Solving Problems With Pure Functions, Types, And EOP

Introduction

Writing Scala code like this gets to be so much like algebra that you can imagine walking in on Albert Einstein writing at a chalkboard, and following his equations one at a time until he joins them all together at the end.

To demonstrate this, let’s walk through the process of writing a “word occurrence” algorithm using only pure functions, immutable variables, immutable data structures, and EOP. I think you’ll see that we can simply talk about this as we sketch out a series of pure function signatures — just like writing algebra on a chalkboard.

This example was inspired by a Haskell book. I’d like to give it credit, but I haven’t been able to remember which book I saw it in.

Source code

If you want to work with this example’s source code, you can find it here in the book’s Github repository, under the WordCount folder:

Problem statement

The first thing to do in any problem-solving effort is to write a clear problem statement:

Given a document that’s represented as a single Scala String, count the number of occurrences of each word in that document.

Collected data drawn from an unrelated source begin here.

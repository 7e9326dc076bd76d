//! Labour CLI commands
//!
//! Worker profiles, daily attendance and wage payments.

use clap::Subcommand;

use super::{date_or_today, parse_day, parse_funding_source, parse_mode, parse_money, parse_opt};
use crate::display::{format_attendance_list, format_labour_list, format_payment_list};
use crate::error::{SitebookError, SitebookResult};
use crate::models::{AttendanceId, AttendanceStatus, LabourPaymentType, PaymentId};
use crate::reports::WorkerStatement;
use crate::services::{LabourService, LabourUpdate, RecordPaymentInput};
use crate::storage::Storage;

/// Labour subcommands
#[derive(Subcommand)]
pub enum LabourCommands {
    /// Add a worker
    Add {
        /// Worker name
        name: String,
        /// Daily wage in rupees
        #[arg(short, long)]
        wage: String,
        /// Trade (Mistry, Majdoor, Plumber, ...)
        #[arg(short = 't', long = "type", default_value = "Majdoor")]
        work_type: String,
        #[arg(short, long)]
        mobile: Option<String>,
    },
    /// List workers
    List,
    /// Show a worker's attendance, payments and balance
    Show {
        /// Worker name or ID
        worker: String,
    },
    /// Edit a worker
    Edit {
        /// Worker name or ID
        worker: String,
        #[arg(short, long)]
        name: Option<String>,
        #[arg(short, long)]
        wage: Option<String>,
        #[arg(short = 't', long = "type")]
        work_type: Option<String>,
        #[arg(short, long)]
        mobile: Option<String>,
    },
    /// Delete a worker; their attendance and payments are kept
    Delete {
        /// Worker name or ID
        worker: String,
    },
    /// Mark attendance for a worker
    Attend {
        /// Worker name or ID
        worker: String,
        /// present, absent or half-day
        #[arg(short, long, default_value = "present")]
        status: String,
        /// Overtime hours
        #[arg(long, default_value_t = 0.0)]
        ot: f64,
        /// Date (YYYY-MM-DD, default today)
        #[arg(short, long)]
        date: Option<String>,
    },
    /// Show attendance for a day or for one worker
    Attendance {
        /// Date (YYYY-MM-DD, default today)
        #[arg(short, long, conflicts_with = "worker")]
        date: Option<String>,
        /// Worker name or ID
        #[arg(short, long)]
        worker: Option<String>,
    },
    /// Change an attendance mark
    EditAttendance {
        /// Attendance ID
        id: String,
        #[arg(short, long)]
        status: Option<String>,
        #[arg(long)]
        ot: Option<f64>,
    },
    /// Remove an attendance mark
    Unmark {
        /// Attendance ID
        id: String,
    },
    /// Pay a worker
    Pay {
        /// Worker name or ID
        worker: String,
        /// Amount in rupees
        amount: String,
        /// advance or full
        #[arg(short = 't', long = "type", default_value = "advance")]
        payment_type: String,
        /// Who paid (mujahir, salik, pool, other)
        #[arg(short = 'b', long = "by", default_value = "pool")]
        paid_by: String,
        #[arg(short, long)]
        mode: Option<String>,
        #[arg(short, long)]
        date: Option<String>,
    },
    /// List wage payments
    Payments {
        /// Only payments to this worker
        #[arg(short, long)]
        worker: Option<String>,
    },
    /// Edit a wage payment
    EditPayment {
        /// Payment ID
        id: String,
        #[arg(short, long)]
        amount: Option<String>,
        #[arg(short, long)]
        date: Option<String>,
        #[arg(short = 'b', long = "by")]
        paid_by: Option<String>,
    },
    /// Delete a wage payment
    DeletePayment {
        /// Payment ID
        id: String,
    },
}

fn parse_status(s: &str) -> SitebookResult<AttendanceStatus> {
    AttendanceStatus::parse(s).ok_or_else(|| {
        SitebookError::Validation(format!(
            "Unknown attendance status: '{}'. Use present, absent or half-day",
            s
        ))
    })
}

/// Handle a labour command
pub fn handle_labour_command(storage: &Storage, cmd: LabourCommands) -> SitebookResult<()> {
    let service = LabourService::new(storage);

    match cmd {
        LabourCommands::Add {
            name,
            wage,
            work_type,
            mobile,
        } => {
            let labour = service.create(&name, &work_type, parse_money(&wage)?, mobile)?;
            println!("Added worker: {} ({})", labour.name, labour.work_type);
            println!("  Daily wage: {}", labour.daily_wage);
            println!("  ID: {}", labour.id);
        }

        LabourCommands::List => {
            println!("{}", format_labour_list(&service.list()?));
        }

        LabourCommands::Show { worker } => {
            let labour = service.require(&worker)?;
            let statement = WorkerStatement::new(
                service.stats_for(&labour)?,
                service.attendance_for(&labour.id)?,
                service.payments(Some(&labour.id))?,
            );
            print!("{}", statement.format_terminal());
        }

        LabourCommands::Edit {
            worker,
            name,
            wage,
            work_type,
            mobile,
        } => {
            let labour = service.require(&worker)?;
            let changes = LabourUpdate {
                name,
                mobile,
                work_type,
                daily_wage: parse_opt(wage.as_deref(), parse_money)?,
            };

            if changes.is_empty() {
                println!("No changes specified. Use --name, --wage, --type or --mobile.");
                return Ok(());
            }

            let updated = service.update(&labour.id, changes)?;
            println!("Updated worker: {} at {}/day", updated.name, updated.daily_wage);
        }

        LabourCommands::Delete { worker } => {
            let labour = service.require(&worker)?;
            let removed = service.delete(&labour.id)?;
            println!("Deleted worker: {}", removed.name);
        }

        LabourCommands::Attend {
            worker,
            status,
            ot,
            date,
        } => {
            let labour = service.require(&worker)?;
            let mark = service.mark_attendance(
                &labour.id,
                date_or_today(date.as_deref())?,
                parse_status(&status)?,
                ot,
            )?;
            println!("Marked {} {} on {}", labour.name, mark.status, mark.date);
            println!("  ID: {}", mark.id);
        }

        LabourCommands::Attendance { date, worker } => {
            let marks = match worker {
                Some(w) => service.attendance_for(&service.require(&w)?.id)?,
                None => service.attendance_on(date_or_today(date.as_deref())?)?,
            };
            println!("{}", format_attendance_list(&marks, &service.list()?));
        }

        LabourCommands::EditAttendance { id, status, ot } => {
            if status.is_none() && ot.is_none() {
                println!("No changes specified. Use --status or --ot.");
                return Ok(());
            }
            let mark = service.update_attendance(
                &AttendanceId::from(id.as_str()),
                parse_opt(status.as_deref(), parse_status)?,
                ot,
            )?;
            println!("Updated attendance on {}: {}", mark.date, mark.status);
        }

        LabourCommands::Unmark { id } => {
            let removed = service.delete_attendance(&AttendanceId::from(id.as_str()))?;
            println!("Removed attendance on {}", removed.date);
        }

        LabourCommands::Pay {
            worker,
            amount,
            payment_type,
            paid_by,
            mode,
            date,
        } => {
            let labour = service.require(&worker)?;
            let payment_type = LabourPaymentType::parse(&payment_type).ok_or_else(|| {
                SitebookError::Validation(format!(
                    "Unknown payment type: '{}'. Use advance or full",
                    payment_type
                ))
            })?;

            let payment = service.record_payment(RecordPaymentInput {
                labour_id: labour.id.clone(),
                date: date_or_today(date.as_deref())?,
                amount: parse_money(&amount)?,
                payment_type,
                mode: parse_opt(mode.as_deref(), parse_mode)?,
                paid_by: parse_funding_source(&paid_by)?,
            })?;

            let stats = service.stats_for(&labour)?;
            println!(
                "Paid {} {} ({}, from {})",
                labour.name, payment.amount, payment.payment_type, payment.paid_by
            );
            println!("  Balance due: {}", stats.outstanding);
            println!("  ID: {}", payment.id);
        }

        LabourCommands::Payments { worker } => {
            let payments = match worker {
                Some(w) => service.payments(Some(&service.require(&w)?.id))?,
                None => service.payments(None)?,
            };
            println!("{}", format_payment_list(&payments, &service.list()?));
        }

        LabourCommands::EditPayment {
            id,
            amount,
            date,
            paid_by,
        } => {
            if amount.is_none() && date.is_none() && paid_by.is_none() {
                println!("No changes specified. Use --amount, --date or --by.");
                return Ok(());
            }
            let payment = service.update_payment(
                &PaymentId::from(id.as_str()),
                parse_opt(amount.as_deref(), parse_money)?,
                parse_opt(date.as_deref(), parse_day)?,
                parse_opt(paid_by.as_deref(), parse_funding_source)?,
            )?;
            println!("Updated payment: {} on {}", payment.amount, payment.date);
        }

        LabourCommands::DeletePayment { id } => {
            let removed = service.delete_payment(&PaymentId::from(id.as_str()))?;
            println!("Deleted payment: {} on {}", removed.amount, removed.date);
        }
    }

    Ok(())
}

In addition to that statement, we’re also shown that the output of the algorithm should look like this, with the words in the first column and the number of occurrences in the second column:

the    543
an     210
or     99
(more words here ...)

Okay, that seems good enough for now. So, how do we start?

Getting started

The first thing we can say is that we’re going to write a pure function that works like a “word occurrences” or “word count” function. I don’t want to keep writing the word “occurrences,” so to keep this simple I’ll refer to it as a word count function, which I’ll name wc:

def wc

Next, I know from the problem statement that it will take the document as a String input parameter:

def wc(document: String)

Now if I look at the sample output, that sure looks like a Map to me. More specifically, a map where the key is a string, and the value is an integer:

Map[String, Int]

For instance, in Scala, that sample data looks like this Map:

Map(
    "the" -> 543,
    "an" -> 210,
    "or" -> 99
)

Also note that the output is printed in sorted order, so we’ll want to return a VectorMap to indicate to others that there’s something unique about this map:

VectorMap[String, Int]

A VectorMap is a specific type of immutable Map that lets us return the map values in a sorted order.

Knowing this, we can finish the sketch of our main function signature like this:

def wc(document: String): VectorMap[String, Int]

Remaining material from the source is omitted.